Alongside the exhausted European allies, the Americans called the shots at Bretton Woods. Roosevelt, a novice in hard-hitting international geopolitics, had at first supported Keynes’ plan, but eventually some of his advisers convinced him that the plan by the wily Brit was about to rob the United States of the greatest possible spoil of the war: the dollar’s ascendancy to a position of undisputed international reserve currency. A reserve currency serves the same basic functions on an international scale as normal currencies do nationally: A, as a medium of exchange in trade between nations; B, as a safe medium of liquidity preference; and, C, as a transnational store of wealth.

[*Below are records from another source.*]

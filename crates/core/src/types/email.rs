//! Account email addresses.

use core::fmt;

use serde::{Deserialize, Serialize};

/// Why a string was rejected as an [`Email`].
#[derive(thiserror::Error, Debug, Clone, PartialEq, Eq)]
pub enum EmailError {
    /// Nothing left after trimming.
    #[error("email cannot be empty")]
    Empty,
    /// Longer than [`Email::MAX_LENGTH`].
    #[error("email must be at most {max} characters")]
    TooLong {
        /// The limit that was exceeded.
        max: usize,
    },
    /// No `@`, or more than one.
    #[error("email must contain exactly one @")]
    BadSeparator,
    /// Nothing before the `@`.
    #[error("email needs text before the @")]
    EmptyLocalPart,
    /// Nothing after the `@`.
    #[error("email needs a domain after the @")]
    EmptyDomain,
}

/// A lowercased email address with one `@` and non-empty halves.
///
/// Used as the login identifier, so `Owner@Shop.test` and `owner@shop.test`
/// are the same account.
///
/// ```
/// use contentforge_core::Email;
///
/// let email = Email::parse(" Owner@Shop.test ").unwrap();
/// assert_eq!(email.as_str(), "owner@shop.test");
/// assert!(Email::parse("owner@").is_err());
/// ```
#[derive(Debug, Clone, Serialize, Deserialize, PartialEq, Eq, Hash)]
#[serde(try_from = "String", into = "String")]
pub struct Email(String);

impl Email {
    /// RFC 5321 path limit.
    pub const MAX_LENGTH: usize = 254;

    /// Validate and normalise `raw`.
    ///
    /// Surrounding whitespace is trimmed and the whole address lowercased.
    /// Only the shape is checked; deliverability is not.
    ///
    /// # Errors
    ///
    /// Returns `EmailError` describing the first problem found.
    pub fn parse(raw: &str) -> Result<Self, EmailError> {
        let trimmed = raw.trim();
        if trimmed.is_empty() {
            return Err(EmailError::Empty);
        }
        if trimmed.len() > Self::MAX_LENGTH {
            return Err(EmailError::TooLong {
                max: Self::MAX_LENGTH,
            });
        }

        let (local, domain) = trimmed.split_once('@').ok_or(EmailError::BadSeparator)?;
        if domain.contains('@') {
            return Err(EmailError::BadSeparator);
        }
        if local.is_empty() {
            return Err(EmailError::EmptyLocalPart);
        }
        if domain.is_empty() {
            return Err(EmailError::EmptyDomain);
        }

        Ok(Self(trimmed.to_lowercase()))
    }

    /// The normalised address.
    #[must_use]
    pub fn as_str(&self) -> &str {
        &self.0
    }

    /// Part after the `@`.
    #[must_use]
    pub fn domain(&self) -> &str {
        self.0.split_once('@').map_or("", |(_, domain)| domain)
    }
}

impl fmt::Display for Email {
    fn fmt(&self, f: &mut fmt::Formatter<'_>) -> fmt::Result {
        f.write_str(&self.0)
    }
}

impl std::str::FromStr for Email {
    type Err = EmailError;

    fn from_str(s: &str) -> Result<Self, Self::Err> {
        Self::parse(s)
    }
}

impl TryFrom<String> for Email {
    type Error = EmailError;

    fn try_from(value: String) -> Result<Self, Self::Error> {
        Self::parse(&value)
    }
}

impl From<Email> for String {
    fn from(email: Email) -> Self {
        email.0
    }
}

// Stored as TEXT; rows were validated on the way in.
#[cfg(feature = "postgres")]
impl sqlx::Type<sqlx::Postgres> for Email {
    fn type_info() -> sqlx::postgres::PgTypeInfo {
        <String as sqlx::Type<sqlx::Postgres>>::type_info()
    }

    fn compatible(ty: &sqlx::postgres::PgTypeInfo) -> bool {
        <String as sqlx::Type<sqlx::Postgres>>::compatible(ty)
    }
}

#[cfg(feature = "postgres")]
impl<'r> sqlx::Decode<'r, sqlx::Postgres> for Email {
    fn decode(value: sqlx::postgres::PgValueRef<'r>) -> Result<Self, sqlx::error::BoxDynError> {
        let s = <String as sqlx::Decode<sqlx::Postgres>>::decode(value)?;
        Ok(Self(s))
    }
}

#[cfg(feature = "postgres")]
impl sqlx::Encode<'_, sqlx::Postgres> for Email {
    fn encode_by_ref(
        &self,
        buf: &mut sqlx::postgres::PgArgumentBuffer,
    ) -> Result<sqlx::encode::IsNull, sqlx::error::BoxDynError> {
        <String as sqlx::Encode<sqlx::Postgres>>::encode_by_ref(&self.0, buf)
    }
}

#[cfg(test)]
#[allow(clippy::unwrap_used)]
mod tests {
    use super::*;

    #[test]
    fn test_accepts_common_shapes() {
        for raw in [
            "writer@acme.test",
            "first.last+blog@mail.acme.co.uk",
            "a@b",
        ] {
            assert!(Email::parse(raw).is_ok(), "{raw}");
        }
    }

    #[test]
    fn test_rejections() {
        assert_eq!(Email::parse("   "), Err(EmailError::Empty));
        assert_eq!(Email::parse("acme.test"), Err(EmailError::BadSeparator));
        assert_eq!(Email::parse("a@b@acme.test"), Err(EmailError::BadSeparator));
        assert_eq!(Email::parse("@acme.test"), Err(EmailError::EmptyLocalPart));
        assert_eq!(Email::parse("writer@"), Err(EmailError::EmptyDomain));

        let long = format!("{}@acme.test", "w".repeat(250));
        assert_eq!(Email::parse(&long), Err(EmailError::TooLong { max: 254 }));
    }

    #[test]
    fn test_lowercases_and_trims() {
        let email = Email::parse("  Editor@Blog.ACME.test\n").unwrap();
        assert_eq!(email.as_str(), "editor@blog.acme.test");
        assert_eq!(email.domain(), "blog.acme.test");
        assert_eq!(email.to_string(), "editor@blog.acme.test");
    }

    #[test]
    fn test_deserialize_validates() {
        let email: Email = serde_json::from_str("\"Writer@Acme.test\"").unwrap();
        assert_eq!(email.as_str(), "writer@acme.test");
        assert_eq!(serde_json::to_string(&email).unwrap(), "\"writer@acme.test\"");

        assert!(serde_json::from_str::<Email>("\"not-an-email\"").is_err());
    }
}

These functions all create seigniorage for the country issuing the reserve currency. With gold reduced to a symbolic role (and even that came to an end in the early 1970s), this created a critical advantage for the United States. Furthermore, this advantage has grown sharply in recent decades mainly due to a rising demand for dollar reserves held as a store of wealth in the tax-havens.
The Keynesian Years
While Keynes’ plan for an international reserve currency lost out at Bretton Woods, many of his general ideas were widely accepted in the post-war period. Governments, left and right, all called themselves Keynesian and implemented his ideas about economic policies where public expenditures played an important role by automatically counterbalancing market-driven instability.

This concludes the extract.